Residents from Florence Moore pose in front of artwork during the first "FloMoMa" event, during the 2014-15 academic year.

“Arts have long been a part of the fabric of the residential experience, we are seeking to rekindle, grow, and expand upon this history. We are working for our undergraduate residences to be a vibrant living and learning space and we believe that should include a creative element – to make art and to experience art – where they live. In fact, our overall goal is to grow a culture where the arts are a part of what it means to come home.”                                                                                                                                               

– Deborah Golder, Dean of Residential Education

The Residential Arts Program launched in 2011, anchored by our second annual event, Learning in and Through Community, where Grammy award winning bassist and author, Victor Wooten, led a program for the entire freshman class during New Student Orientation, utilizing music as a way to explore what it means to live in community.

In its beginning, the program will be experimenting with opportunities for students to experience and participate in the arts, through both smaller and larger scaled events. Opportunities for students to create and initiate their own ideas will also be available.

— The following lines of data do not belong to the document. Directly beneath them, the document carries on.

//! Mailer that keeps messages in memory.

use std::sync::{Arc, Mutex};

use async_trait::async_trait;

use crate::{MailError, Mailer};

/// A message captured by [`OutboxMailer`].
#[derive(Debug, Clone, PartialEq, Eq)]
pub struct SentMail {
    /// Recipient.
    pub to: String,
    /// Subject line.
    pub subject: String,
    /// HTML body.
    pub html: String,
}

/// Collects outgoing messages so they can be inspected later.
#[derive(Debug, Clone, Default)]
pub struct OutboxMailer {
    sent: Arc<Mutex<Vec<SentMail>>>,
}

impl OutboxMailer {
    /// Create an empty outbox.
    pub fn new() -> Self {
        Self::default()
    }

    /// Messages sent so far, oldest first.
    pub fn sent(&self) -> Vec<SentMail> {
        self.sent
            .lock()
            .unwrap_or_else(|poisoned| poisoned.into_inner())
            .clone()
    }
}

#[async_trait]
impl Mailer for OutboxMailer {
    async fn send_html(&self, to: &str, subject: &str, html: &str) -> Result<(), MailError> {
        self.sent
            .lock()
            .unwrap_or_else(|poisoned| poisoned.into_inner())
            .push(SentMail {
                to: to.to_string(),
                subject: subject.to_string(),
                html: html.to_string(),
            });
        Ok(())
    }
}
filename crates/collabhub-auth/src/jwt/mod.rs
//! JWT token encoding, decoding, and claims management.

pub mod claims;
pub mod decoder;
pub mod encoder;

pub use claims::Claims;
pub use decoder::JwtDecoder;
pub use encoder::JwtEncoder;
//! User domain entities.

pub mod model;

pub use model::User;
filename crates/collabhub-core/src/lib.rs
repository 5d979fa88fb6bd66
//! # collabhub-core
//!
//! Core crate for CollabHub. Contains configuration schemas and the
//! unified error system.
//!
//! This crate has **no** internal dependencies on other CollabHub crates.

pub mod config;
pub mod error;
pub mod result;

pub use error::{AppError, ErrorKind};
pub use result::AppResult;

In the coming years Residential Education aims to bring arts to the students and students to the arts – “whether that be by highlighting the creativity of our students or by bringing artists into communities to share their process and their craft”, Deborah Golder, Dean of Residential Education here at Stanford.

In addition, Residential Education is partnered with Residential & Dining Enterprises and SiCA to identify Arts Spaces throughout the residences and dining halls -- from pianos to performance spaces, from a sound studio to the pottery studio. ResEd is working to enhance and build places for students to create their own art as well.

“People feel driven to represent their experience, or human condition; to throw into relief – to view or think about it; ask questions about meaning...once you create something, it allows us to experience something in a more visceral way. It is a very human endeavor to create – our students are already doing it; we will work to provide even more opportunities and access points for our students.”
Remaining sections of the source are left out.